I am studying different approaches to solving stochastic differential equations. I keep seeing Ito Calculus being described as a probabilistic approach to solving SDEs, as opposed to being a pathwise approach. Similarly, the Theory of Rough Paths is being described as a deterministic pathwise approach.
I am confused as to what it means for an approach to be pathwise when integrating a stochastic process driven by Brownian Motion. How is it possible to just ignore/remove the probabilistic/random qualities of an SDE. Does this mean that we a fix a random path/trajectory of the Brownian Motion and integrate simply with respect to that?
Thanks
It is a good idea to simulate pathwise the (strong) solution of the SDE $$dX_t=X_t\,dW_t$$ by discretizing using, say, the Euler scheme: $$ X_{t_i}=X_{t_{i-1}}+X_{t_{i-1}}\sqrt{t_i-t_{i-1}}\,\varepsilon_k $$ where you draw $\varepsilon_k$ independently from $N(0,1)$ every time you need one such $\varepsilon_k$ (you will need $nm$ such draws when your time interval has $n$ points and you simulate $m$ paths).
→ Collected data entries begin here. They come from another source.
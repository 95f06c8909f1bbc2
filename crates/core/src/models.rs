//! Data models for Trellis
//!
//! Defines the validated [`Ticket`] used by every algorithm in this crate and
//! the loosely-typed wire records it is converted from. Wire records mirror the
//! issue tracker's JSON; dates arrive as strings and are validated exactly once,
//! during conversion.

use chrono::NaiveDate;
use serde::{Deserialize, Serialize};
use tracing::warn;

use crate::error::CoreResult;

/// Issue tracker ticket identifier
pub type TicketId = i64;

/// Workflow status attached to a ticket
#[derive(Debug, Clone, PartialEq, Eq, Serialize, Deserialize)]
pub struct TicketStatus {
    /// Tracker status id (closed/cancelled ids are configured by callers)
    #[serde(default, skip_serializing_if = "Option::is_none")]
    pub id: Option<i64>,

    /// Human-readable status name
    #[serde(default, skip_serializing_if = "Option::is_none")]
    pub name: Option<String>,
}

/// A validated ticket
///
/// All optional data is explicit: a ticket without a start date simply has
/// `start_date == None`, and a date string that failed to parse is also
/// `None`.
#[derive(Debug, Clone, PartialEq, Eq, Serialize)]
pub struct Ticket {
    pub id: TicketId,
    pub subject: String,
    pub start_date: Option<NaiveDate>,
    pub due_date: Option<NaiveDate>,
    /// Completion percentage, always within 0..=100
    pub done_ratio: u8,
    /// Declared parent id; may reference a ticket that is not loaded
    #[serde(rename = "parent_id")]
    pub parent: Option<TicketId>,
    pub assigned_to: Option<String>,
    #[serde(skip_serializing_if = "Option::is_none")]
    pub status: Option<TicketStatus>,
}

impl Ticket {
    /// Create a ticket with no dates, parent, assignee or progress.
    pub fn new(id: TicketId, subject: impl Into<String>) -> Self {
        Self {
            id,
            subject: subject.into(),
            start_date: None,
            due_date: None,
            done_ratio: 0,
            parent: None,
            assigned_to: None,
            status: None,
        }
    }

    /// Set the start and due dates
    pub fn with_dates(mut self, start: Option<NaiveDate>, due: Option<NaiveDate>) -> Self {
        self.start_date = start;
        self.due_date = due;
        self
    }

    /// Set the parent reference
    pub fn with_parent(mut self, parent: TicketId) -> Self {
        self.parent = Some(parent);
        self
    }

    /// Set the completion percentage, clamped to 100
    pub fn with_done_ratio(mut self, done_ratio: u8) -> Self {
        self.done_ratio = done_ratio.min(100);
        self
    }

    /// Set the assignee display name
    pub fn with_assignee(mut self, name: impl Into<String>) -> Self {
        self.assigned_to = Some(name.into());
        self
    }

    /// Set the workflow status
    pub fn with_status(mut self, id: i64, name: impl Into<String>) -> Self {
        self.status = Some(TicketStatus {
            id: Some(id),
            name: Some(name.into()),
        });
        self
    }

    /// Whether the ticket carries at least one date
    pub fn has_any_date(&self) -> bool {
        self.start_date.is_some() || self.due_date.is_some()
    }
}

/// Parse a tracker date string.
///
/// Accepts `YYYY-MM-DD`, optionally followed by a `T...` time part which is
/// discarded. Anything else yields `None`.
pub fn parse_date(value: &str) -> Option<NaiveDate> {
    let value = value.trim();
    let date_part = value.split('T').next().unwrap_or(value);
    if date_part.is_empty() {
        return None;
    }
    NaiveDate::parse_from_str(date_part, "%Y-%m-%d").ok()
}

/// Reference to another record by id (`{"id": 12}`)
#[derive(Debug, Clone, PartialEq, Eq, Deserialize)]
pub struct IdRef {
    pub id: TicketId,
}

/// Reference carrying an optional id and display name
#[derive(Debug, Clone, PartialEq, Eq, Deserialize)]
pub struct NamedRef {
    #[serde(default)]
    pub id: Option<i64>,
    #[serde(default)]
    pub name: Option<String>,
}

/// Issue record as delivered by the tracker
#[derive(Debug, Clone, Deserialize)]
pub struct IssueRecord {
    pub id: TicketId,
    #[serde(default)]
    pub subject: Option<String>,
    #[serde(default)]
    pub start_date: Option<String>,
    #[serde(default)]
    pub due_date: Option<String>,
    #[serde(default)]
    pub done_ratio: Option<i64>,
    #[serde(default)]
    pub parent: Option<IdRef>,
    #[serde(default)]
    pub assigned_to: Option<NamedRef>,
    #[serde(default)]
    pub status: Option<NamedRef>,
}

impl From<IssueRecord> for Ticket {
    fn from(record: IssueRecord) -> Self {
        let start_date = convert_date(record.id, "start_date", record.start_date.as_deref());
        let due_date = convert_date(record.id, "due_date", record.due_date.as_deref());

        Ticket {
            id: record.id,
            subject: record.subject.unwrap_or_default(),
            start_date,
            due_date,
            done_ratio: record.done_ratio.unwrap_or(0).clamp(0, 100) as u8,
            parent: record.parent.map(|p| p.id),
            assigned_to: record
                .assigned_to
                .and_then(|a| a.name)
                .filter(|name| !name.is_empty()),
            status: record.status.map(|s| TicketStatus {
                id: s.id,
                name: s.name,
            }),
        }
    }
}

fn convert_date(id: TicketId, field: &str, raw: Option<&str>) -> Option<NaiveDate> {
    let raw = raw?;
    let parsed = parse_date(raw);
    if parsed.is_none() && !raw.trim().is_empty() {
        warn!("Ignoring malformed {} '{}' on ticket #{}", field, raw, id);
    }
    parsed
}

/// Top-level shape of a tracker response: an `issues` envelope or a bare list
#[derive(Debug, Deserialize)]
#[serde(untagged)]
enum IssueDocument {
    Envelope { issues: Vec<IssueRecord> },
    List(Vec<IssueRecord>),
}

/// Parse a tracker JSON document into validated tickets, preserving order.
///
/// # Errors
///
/// Returns `CoreError::Parse` if the document is not valid JSON or does not
/// match either accepted shape.
pub fn parse_issues(json: &str) -> CoreResult<Vec<Ticket>> {
    let records = match serde_json::from_str::<IssueDocument>(json)? {
        IssueDocument::Envelope { issues } => issues,
        IssueDocument::List(issues) => issues,
    };
    Ok(records.into_iter().map(Ticket::from).collect())
}

#[cfg(test)]
mod tests {
    use super::*;

    fn date(y: i32, m: u32, d: u32) -> NaiveDate {
        NaiveDate::from_ymd_opt(y, m, d).unwrap()
    }

    #[test]
    fn test_parse_date_plain() {
        assert_eq!(parse_date("2025-04-01"), Some(date(2025, 4, 1)));
    }

    #[test]
    fn test_parse_date_with_time_part() {
        assert_eq!(parse_date("2025-04-01T09:30:00Z"), Some(date(2025, 4, 1)));
    }

    #[test]
    fn test_parse_date_malformed_is_none() {
        assert_eq!(parse_date("2025-13-01"), None);
        assert_eq!(parse_date("not a date"), None);
        assert_eq!(parse_date("2025/04/01"), None);
        assert_eq!(parse_date(""), None);
        assert_eq!(parse_date("   "), None);
    }

    #[test]
    fn test_ticket_builders() {
        let ticket = Ticket::new(7, "Design")
            .with_dates(Some(date(2025, 4, 1)), None)
            .with_parent(3)
            .with_done_ratio(150)
            .with_assignee("Tanaka")
            .with_status(2, "In Progress");

        assert_eq!(ticket.id, 7);
        assert_eq!(ticket.subject, "Design");
        assert_eq!(ticket.start_date, Some(date(2025, 4, 1)));
        assert_eq!(ticket.due_date, None);
        assert_eq!(ticket.parent, Some(3));
        assert_eq!(ticket.done_ratio, 100);
        assert_eq!(ticket.assigned_to.as_deref(), Some("Tanaka"));
        assert_eq!(ticket.status.as_ref().and_then(|s| s.id), Some(2));
        assert!(ticket.has_any_date());
        assert!(!Ticket::new(1, "x").has_any_date());
    }

    #[test]
    fn test_parse_issues_envelope() {
        let json = r#"{
            "issues": [
                {
                    "id": 1,
                    "subject": "Parent",
                    "start_date": "2025-04-01",
                    "due_date": "2025-04-03",
                    "done_ratio": 50,
                    "assigned_to": {"id": 4, "name": "Sato"},
                    "status": {"id": 2, "name": "In Progress"}
                },
                {"id": 2, "subject": "Child", "parent": {"id": 1}}
            ],
            "total_count": 2
        }"#;

        let tickets = parse_issues(json).unwrap();
        assert_eq!(tickets.len(), 2);
        assert_eq!(tickets[0].id, 1);
        assert_eq!(tickets[0].due_date, Some(date(2025, 4, 3)));
        assert_eq!(tickets[0].done_ratio, 50);
        assert_eq!(tickets[0].assigned_to.as_deref(), Some("Sato"));
        assert_eq!(tickets[1].parent, Some(1));
        assert_eq!(tickets[1].start_date, None);
    }

    #[test]
    fn test_parse_issues_bare_list() {
        let tickets = parse_issues(r#"[{"id": 10, "subject": "Only"}]"#).unwrap();
        assert_eq!(tickets.len(), 1);
        assert_eq!(tickets[0].subject, "Only");
    }

    #[test]
    fn test_parse_issues_malformed_date_becomes_none() {
        let json = r#"[{"id": 1, "subject": "Bad", "start_date": "soon", "due_date": null}]"#;
        let tickets = parse_issues(json).unwrap();
        assert_eq!(tickets[0].start_date, None);
        assert_eq!(tickets[0].due_date, None);
    }

    #[test]
    fn test_parse_issues_clamps_done_ratio() {
        let json = r#"[{"id": 1, "done_ratio": 140}, {"id": 2, "done_ratio": -5}]"#;
        let tickets = parse_issues(json).unwrap();
        assert_eq!(tickets[0].done_ratio, 100);
        assert_eq!(tickets[1].done_ratio, 0);
    }

    #[test]
    fn test_parse_issues_empty_assignee_name_is_none() {
        let json = r#"[{"id": 1, "assigned_to": {"id": 3, "name": ""}}]"#;
        let tickets = parse_issues(json).unwrap();
        assert_eq!(tickets[0].assigned_to, None);
    }

    #[test]
    fn test_parse_issues_invalid_json() {
        assert!(parse_issues("{not json").is_err());
        assert!(parse_issues(r#"{"issues": 3}"#).is_err());
    }

    #[test]
    fn test_ticket_serializes_dates_as_strings() {
        let ticket = Ticket::new(1, "A").with_dates(Some(date(2025, 4, 1)), None);
        let value = serde_json::to_value(&ticket).unwrap();
        assert_eq!(value["start_date"], "2025-04-01");
        assert!(value["due_date"].is_null());
        assert!(value["parent_id"].is_null());
        assert!(value.get("status").is_none());
    }
}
That SDE has the advantage of having a closed form solution $$ X_t=X_0\,e^{W_t-t/2} $$ which you can compare with the simulation.
In short: strong solutions of SDEs can be understood as pathwise solutions: every path $\omega$ of $t\mapsto W_t(\omega)$ of the given Brownian motion leads to a path $t\mapsto X_t(\omega)$ of the solution.
Rough paths seems to be a topic for specialists in control theory. I know nothing about that.